● Saved entries
*** Block opens ***
//! Flurry reporting operations.
//!
//! This module sits on top of [`crate::clients`] and turns raw responses into
//! answers:
//!
//! - [`FlurryClient`]: one operation per endpoint plus composite helpers
//! - [`Metric`] / [`MetricQuery`]: the endpoint table and call parameters
//! - [`Node`] / [`flatten`]: normalized response trees
//! - [`find_parameter_in_event`]: locating a parameter descriptor in an
//!   `Event` response
//!
//! # Example
//!
//! ```rust,ignore
//! use flurry_api::metrics::FlurryClient;
//! use flurry_api::ReportDate;
//!
//! let client = FlurryClient::new("ACCESS-CODE", "API-KEY")?;
//! let date = ReportDate::new("2013-05-14")?;
//!
//! for (metric, value) in client.all_daily_metrics(&date, Some("US"), None).await? {
//!     println!("{metric}: {value}");
//! }
//! ```

mod catalog;
mod client;
mod errors;
mod node;
mod search;

pub use catalog::{Metric, MetricQuery, MetricSpec};
pub use client::{FlurryClient, ParameterCounts};
pub use errors::{MetricsError, ShapeError};
pub use node::{flatten, Node, NodeMap, OneOrMany, Scalar};
pub use search::{
    daily_value, event_name, find_parameter_in_event, parameter_total_count, summary_events,
    EVENT_NAME_ATTR, NAME_ATTR, TOTAL_COUNT_ATTR, VALUE_ATTR,
};
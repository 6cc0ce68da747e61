//! Validated newtype wrappers for configuration values.
//!
//! This module provides type-safe wrappers around string values that validate
//! their contents on construction. Invalid values are rejected with clear error messages.

use crate::error::ConfigError;
use std::fmt;

/// A validated Flurry API access code.
///
/// There is one access code per Flurry account. It is sent as the
/// `apiAccessCode` query parameter on every request.
///
/// # Example
///
/// ```rust
/// use flurry_api::ApiAccessCode;
///
/// let code = ApiAccessCode::new("ACCESS-CODE").unwrap();
/// assert_eq!(code.as_ref(), "ACCESS-CODE");
/// ```
#[derive(Clone, Debug, PartialEq, Eq)]
pub struct ApiAccessCode(String);

impl ApiAccessCode {
    /// Creates a new validated access code.
    ///
    /// # Errors
    ///
    /// Returns [`ConfigError::EmptyAccessCode`] if the code is empty.
    pub fn new(code: impl Into<String>) -> Result<Self, ConfigError> {
        let code = code.into();
        if code.trim().is_empty() {
            return Err(ConfigError::EmptyAccessCode);
        }
        Ok(Self(code))
    }
}

impl AsRef<str> for ApiAccessCode {
    fn as_ref(&self) -> &str {
        &self.0
    }
}

/// A validated Flurry application API key.
///
/// There is one API key per application. The `Debug` implementation masks
/// the value, displaying only `ApiKey(*****)`.
///
/// # Example
///
/// ```rust
/// use flurry_api::ApiKey;
///
/// let key = ApiKey::new("my-app-key").unwrap();
/// assert_eq!(key.as_ref(), "my-app-key");
/// assert_eq!(format!("{:?}", key), "ApiKey(*****)");
/// ```
#[derive(Clone, PartialEq, Eq)]
pub struct ApiKey(String);

impl ApiKey {
    /// Creates a new validated API key.
    ///
    /// # Errors
    ///
    /// Returns [`ConfigError::EmptyApiKey`] if the key is empty.
    pub fn new(key: impl Into<String>) -> Result<Self, ConfigError> {
        let key = key.into();
        if key.trim().is_empty() {
            return Err(ConfigError::EmptyApiKey);
        }
        Ok(Self(key))
    }
}

impl AsRef<str> for ApiKey {
    fn as_ref(&self) -> &str {
        &self.0
    }
}

impl fmt::Debug for ApiKey {
    fn fmt(&self, f: &mut fmt::Formatter<'_>) -> fmt::Result {
        f.write_str("ApiKey(*****)")
    }
}

/// A validated base URL for the reporting API.
///
/// Only `http` and `https` URLs with a non-empty authority are accepted.
/// Trailing slashes are stripped so endpoint paths can be appended directly.
///
/// # Example
///
/// ```rust
/// use flurry_api::HostUrl;
///
/// let url = HostUrl::new("http://api.flurry.com/").unwrap();
/// assert_eq!(url.as_ref(), "http://api.flurry.com");
/// assert!(HostUrl::new("ftp://api.flurry.com").is_err());
/// ```
#[derive(Clone, Debug, PartialEq, Eq)]
pub struct HostUrl(String);

impl HostUrl {
    /// Creates a new validated host URL.
    ///
    /// # Errors
    ///
    /// Returns [`ConfigError::InvalidHostUrl`] if the scheme is not `http` or
    /// `https`, or nothing follows it.
    pub fn new(url: impl Into<String>) -> Result<Self, ConfigError> {
        let url = url.into();
        let url = url.trim().trim_end_matches('/');

        let authority = url
            .strip_prefix("http://")
            .or_else(|| url.strip_prefix("https://"));
        match authority {
            Some(rest) if !rest.is_empty() && !rest.starts_with(':') => Ok(Self(url.to_string())),
            _ => Err(ConfigError::InvalidHostUrl {
                url: url.to_string(),
            }),
        }
    }
}

impl AsRef<str> for HostUrl {
    fn as_ref(&self) -> &str {
        &self.0
    }
}
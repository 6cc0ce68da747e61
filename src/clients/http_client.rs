//! HTTP client for the Flurry reporting API.
//!
//! This module provides the [`HttpClient`] type, which executes
//! [`MetricRequest`]s with rate limiting and bounded retries.

use std::collections::HashMap;
use std::time::Duration;

use serde_json::Value;

use crate::clients::errors::{HttpError, ProviderError, TransportError};
use crate::clients::http_request::MetricRequest;
use crate::clients::http_response::HttpResponse;
use crate::config::{ApiAccessCode, ApiKey, FlurryConfig};

/// Client version from Cargo.toml.
pub const SDK_VERSION: &str = env!("CARGO_PKG_VERSION");

/// HTTP client for making requests to the reporting API.
///
/// The client handles:
/// - URL construction from the configured host, API family and metric name
/// - Credential injection into the query string
/// - A fixed pause before every attempt (the API allows 1 request/second)
/// - Bounded retries when the API answers with an error envelope
///
/// Requests are issued strictly one at a time by the caller; the client
/// never spawns background work.
///
/// # Example
///
/// ```rust,ignore
/// use flurry_api::clients::{ApiFamily, HttpClient, MetricRequest};
///
/// let client = HttpClient::new(&config)?;
/// let request = MetricRequest::builder(ApiFamily::AppMetrics, "ActiveUsers")
///     .start_date(ReportDate::new("2013-05-14")?)
///     .build();
///
/// let body = client.execute(&request).await?;
/// ```
#[derive(Debug)]
pub struct HttpClient {
    /// The internal reqwest HTTP client.
    client: reqwest::Client,
    /// Base URI (e.g., `http://api.flurry.com`).
    base_uri: String,
    access_code: ApiAccessCode,
    api_key: ApiKey,
    max_retries: u32,
    rate_limit_interval: Duration,
    /// Default headers to include in all requests.
    default_headers: HashMap<String, String>,
}

// Verify HttpClient is Send + Sync at compile time
const _: fn() = || {
    const fn assert_send_sync<T: Send + Sync>() {}
    assert_send_sync::<HttpClient>();
};

impl HttpClient {
    /// Creates a new HTTP client from the given configuration.
    ///
    /// # Errors
    ///
    /// Returns [`TransportError::ClientBuild`] if the underlying reqwest
    /// client cannot be created.
    pub fn new(config: &FlurryConfig) -> Result<Self, TransportError> {
        let user_agent_prefix = config
            .user_agent_prefix()
            .map_or(String::new(), |prefix| format!("{prefix} | "));
        let user_agent = format!("{user_agent_prefix}Flurry API Library v{SDK_VERSION} | Rust");

        let mut default_headers = HashMap::new();
        default_headers.insert("User-Agent".to_string(), user_agent);
        default_headers.insert("Accept".to_string(), "application/json".to_string());

        let client = reqwest::Client::builder()
            .use_rustls_tls()
            .build()
            .map_err(TransportError::ClientBuild)?;

        Ok(Self {
            client,
            base_uri: config.api_host().as_ref().to_string(),
            access_code: config.access_code().clone(),
            api_key: config.api_key().clone(),
            max_retries: config.max_retries(),
            rate_limit_interval: config.rate_limit_interval(),
            default_headers,
        })
    }

    /// Returns the base URI for this client.
    #[must_use]
    pub fn base_uri(&self) -> &str {
        &self.base_uri
    }

    /// Returns the default headers for this client.
    #[must_use]
    pub const fn default_headers(&self) -> &HashMap<String, String> {
        &self.default_headers
    }

    /// Returns the number of retries after a provider error.
    #[must_use]
    pub const fn max_retries(&self) -> u32 {
        self.max_retries
    }

    /// Returns the account access code.
    #[must_use]
    pub const fn access_code(&self) -> &ApiAccessCode {
        &self.access_code
    }

    /// Returns the application API key currently in use.
    #[must_use]
    pub const fn api_key(&self) -> &ApiKey {
        &self.api_key
    }

    /// Replaces the application API key. The access code and retry bound are
    /// left untouched.
    pub fn rotate_api_key(&mut self, api_key: ApiKey) {
        tracing::debug!("Rotating Flurry API key");
        self.api_key = api_key;
    }

    /// Returns the full URL of a request, without its query string.
    #[must_use]
    pub fn url_for(&self, request: &MetricRequest) -> String {
        format!("{}/{}", self.base_uri, request.path())
    }

    /// Executes a request and returns the decoded body.
    ///
    /// Every attempt is preceded by the rate-limit pause. A body carrying an
    /// error envelope is retried up to `max_retries` times, so at most
    /// `max_retries + 1` attempts are made.
    ///
    /// # Errors
    ///
    /// Returns [`HttpError`] if:
    /// - The request cannot be sent or the body is not JSON (`Transport`)
    /// - Every attempt returned an error envelope (`Provider`)
    pub async fn execute(&self, request: &MetricRequest) -> Result<Value, HttpError> {
        let url = self.url_for(request);
        let query = request.query(&self.access_code, &self.api_key);

        let mut tries: u32 = 0;
        loop {
            tries += 1;
            tokio::time::sleep(self.rate_limit_interval).await;

            tracing::debug!(
                "Requesting {} (attempt {} of {})",
                url,
                tries,
                self.max_retries.saturating_add(1)
            );

            let response = self.send(&url, &query).await?;

            let Some(error) = response.provider_error() else {
                return Ok(response.into_body());
            };

            if tries > self.max_retries {
                return Err(HttpError::Provider(ProviderError {
                    code: error.code,
                    message: error.message,
                    tries,
                }));
            }

            tracing::warn!(
                "Flurry returned error {} - '{}' for {} (HTTP {}), retrying",
                error.code,
                error.message,
                request.path(),
                response.status
            );
        }
    }

    /// Performs one GET and decodes the body, whatever the status code.
    async fn send<Q: serde::Serialize + ?Sized>(
        &self,
        url: &str,
        query: &Q,
    ) -> Result<HttpResponse, TransportError> {
        let mut req_builder = self.client.get(url).query(query);
        for (key, value) in &self.default_headers {
            req_builder = req_builder.header(key, value);
        }

        let res = req_builder.send().await?;
        let status = res.status().as_u16();
        let body_text = res.text().await?;

        let body = serde_json::from_str(&body_text)
            .map_err(|source| TransportError::InvalidJson {
                source,
                body: body_text,
            })?;

        Ok(HttpResponse::new(status, body))
    }
}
*** Block closes ***
● Task requirements
All lines from the one containing "let body_text = res.text().await?;" to the end of the records are to be duplicated exactly, and no other lines are to be given.

● Answer section
        let body_text = res.text().await?;

        let body = serde_json::from_str(&body_text)
            .map_err(|source| TransportError::InvalidJson {
                source,
                body: body_text,
            })?;

        Ok(HttpResponse::new(status, body))
    }
}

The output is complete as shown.